**** SUPPLIED DATA
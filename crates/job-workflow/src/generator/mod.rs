//! Generadores: estrategias para ejecutar un job contra el motor.
//!
//! - `SimpleGenerator`: una llamada.
//! - `AsyncGenerator` / `SequentialAsyncGenerator` / `MultiVariantGenerator`:
//!   fan-out concurrente con un tope fijo de workers.
//! - `MajorityVoteGenerator`: réplicas de la misma entrada reducidas a una
//!   salida con puntuación de fiabilidad.
//! - `ExampleGenerator`: pares (entrada, salida) nuevos para el pool.
mod concurrent;
mod consensus;
mod examples;
mod simple;
pub mod verification;

pub use concurrent::{fan_out, AsyncGenerator, FanOutInput, MultiVariantGenerator, ResultOrder, SequentialAsyncGenerator};
pub use consensus::{HumanVerifier, MajorityVoteGenerator, VoteMode};
pub use examples::ExampleGenerator;
pub use simple::SimpleGenerator;

use crate::config::GeneratorKind;
use crate::errors::Result;
use async_trait::async_trait;
use job_domain::{Event, JobRecord, JobSetting, JsonObject, VerificationType};
use llm_providers::{EngineFactory, RunMetrics};
use serde::{Deserialize, Serialize};
use serde_json::Value as JsonValue;
use std::sync::Arc;

/// Métricas de una llamada de generación. Cuando hubo varias ejecuciones
/// (votos) son la media de todas ellas.
#[derive(Debug, Clone, PartialEq, Serialize, Deserialize, Default)]
pub struct GenerationMetrics {
  pub execution_time: f64,
  pub token_usage: f64,
  pub failure_rate: f64,
  pub num_runs: usize,
  pub model_name: Option<String>,
  pub model_config: JsonValue,
  pub errors: Vec<String>,
  #[serde(default, skip_serializing_if = "Option::is_none")]
  pub reliability: Option<f64>,
  #[serde(default, skip_serializing_if = "Option::is_none")]
  pub verification_type: Option<VerificationType>,
}

impl GenerationMetrics {
  pub fn from_run(run: &RunMetrics) -> Self {
    Self { execution_time: run.execution_time,
           token_usage: run.token_usage as f64,
           failure_rate: run.failure_rate,
           num_runs: 1,
           model_name: run.model_name.clone(),
           model_config: run.model_config.clone(),
           errors: run.errors.clone().unwrap_or_default(),
           reliability: None,
           verification_type: None }
  }

  pub fn to_json(&self) -> JsonValue {
    serde_json::to_value(self).unwrap_or(JsonValue::Null)
  }
}

/// Contrato común de los generadores de salida.
#[async_trait]
pub trait OutputGenerator: Send + Sync {
  /// Tipo de verificación que se registra con cada generación.
  fn verification_type(&self) -> VerificationType;

  /// Ejecuta el job para una entrada sin tocar sus bitácoras.
  async fn generate(&self, job: &JobRecord, input: &JsonObject, setting: &JobSetting) -> Result<(JsonObject, GenerationMetrics)>;

  /// Ejecuta y registra exactamente un evento `generation` en el job.
  async fn generate_logged(&self,
                           job: &mut JobRecord,
                           input: &JsonObject,
                           setting: &JobSetting)
                           -> Result<(JsonObject, GenerationMetrics, Event)> {
    let (output, mut metrics) = self.generate(job, input, setting).await?;
    metrics.verification_type.get_or_insert(self.verification_type());
    let event = job.log_generation(input, &output, metrics.to_json(), setting);
    Ok((output, metrics, event))
  }
}

impl GeneratorKind {
  /// Construye el generador correspondiente.
  pub fn build(&self, factory: Arc<dyn EngineFactory>, max_workers: usize) -> Box<dyn OutputGenerator> {
    match self {
      GeneratorKind::Simple => Box::new(SimpleGenerator::new(factory)),
      GeneratorKind::Consensus { num_votes,
                                 mode,
                                 min_votes, } => {
        Box::new(MajorityVoteGenerator::new(factory, *num_votes, *mode).with_min_votes(*min_votes)
                                                                       .with_max_workers(max_workers))
      }
    }
  }
}
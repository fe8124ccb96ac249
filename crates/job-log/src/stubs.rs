// Archivo: stubs.rs
// Propósito: implementación en memoria de `LogRepository` para pruebas y
// wiring rápido. No es durable.
use crate::domain::{Event, GenerationEntry, Keyed};
use crate::errors::{LogError, Result};
use crate::repository::{filter_new, LogRepository};
use std::collections::HashMap;
use std::sync::{Mutex, MutexGuard};

/// Bitácoras en memoria indexadas por `job_idx`.
pub struct InMemoryLogRepository {
    events: Mutex<HashMap<String, Vec<Event>>>,
    generations: Mutex<HashMap<String, Vec<GenerationEntry>>>,
}

impl InMemoryLogRepository {
    pub fn new() -> Self {
        Self { events: Mutex::new(HashMap::new()),
               generations: Mutex::new(HashMap::new()) }
    }

    /// Helper para mapear `Mutex::lock()` en un `Result` con
    /// `LogError::Storage`.
    fn lock<'a, T>(&'a self, m: &'a Mutex<T>) -> std::result::Result<MutexGuard<'a, T>, LogError> {
        m.lock().map_err(|e| LogError::Storage(format!("mutex poisoned: {:?}", e)))
    }
}

impl Default for InMemoryLogRepository {
    fn default() -> Self {
        Self::new()
    }
}

fn append<T: Keyed + Clone>(log: &mut Vec<T>, items: &[T]) -> usize {
    let fresh = filter_new(log.iter().map(Keyed::key), items);
    let n = fresh.len();
    log.extend(fresh);
    n
}

impl LogRepository for InMemoryLogRepository {
    fn append_events(&self, job_idx: &str, events: &[Event]) -> Result<usize> {
        let mut map = self.lock(&self.events)?;
        Ok(append(map.entry(job_idx.to_string()).or_default(), events))
    }

    fn append_generations(&self, job_idx: &str, entries: &[GenerationEntry]) -> Result<usize> {
        let mut map = self.lock(&self.generations)?;
        Ok(append(map.entry(job_idx.to_string()).or_default(), entries))
    }

    fn read_events(&self, job_idx: &str) -> Result<Vec<Event>> {
        Ok(self.lock(&self.events)?.get(job_idx).cloned().unwrap_or_default())
    }

    fn read_generations(&self, job_idx: &str) -> Result<Vec<GenerationEntry>> {
        Ok(self.lock(&self.generations)?.get(job_idx).cloned().unwrap_or_default())
    }

    fn delete_logs(&self, job_idx: &str) -> Result<()> {
        self.lock(&self.events)?.remove(job_idx);
        self.lock(&self.generations)?.remove(job_idx);
        Ok(())
    }
}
********
- _YOUR ASSIGNMENT_
In the entries above, find the line with "Bitácoras en memoria" and the line with "entries: &[GenerationEntry]) ->", then restate word for word both of them and every line between, with nothing more.

- _EXERCISE SOLUTION_
/// Bitácoras en memoria indexadas por `job_idx`.
pub struct InMemoryLogRepository {
    events: Mutex<HashMap<String, Vec<Event>>>,
    generations: Mutex<HashMap<String, Vec<GenerationEntry>>>,
}

impl InMemoryLogRepository {
    pub fn new() -> Self {
        Self { events: Mutex::new(HashMap::new()),
               generations: Mutex::new(HashMap::new()) }
    }

    /// Helper para mapear `Mutex::lock()` en un `Result` con
    /// `LogError::Storage`.
    fn lock<'a, T>(&'a self, m: &'a Mutex<T>) -> std::result::Result<MutexGuard<'a, T>, LogError> {
        m.lock().map_err(|e| LogError::Storage(format!("mutex poisoned: {:?}", e)))
    }
}

impl Default for InMemoryLogRepository {
    fn default() -> Self {
        Self::new()
    }
}

fn append<T: Keyed + Clone>(log: &mut Vec<T>, items: &[T]) -> usize {
    let fresh = filter_new(log.iter().map(Keyed::key), items);
    let n = fresh.len();
    log.extend(fresh);
    n
}

impl LogRepository for InMemoryLogRepository {
    fn append_events(&self, job_idx: &str, events: &[Event]) -> Result<usize> {
        let mut map = self.lock(&self.events)?;
        Ok(append(map.entry(job_idx.to_string()).or_default(), events))
    }

    fn append_generations(&self, job_idx: &str, entries: &[GenerationEntry]) -> Result<usize> {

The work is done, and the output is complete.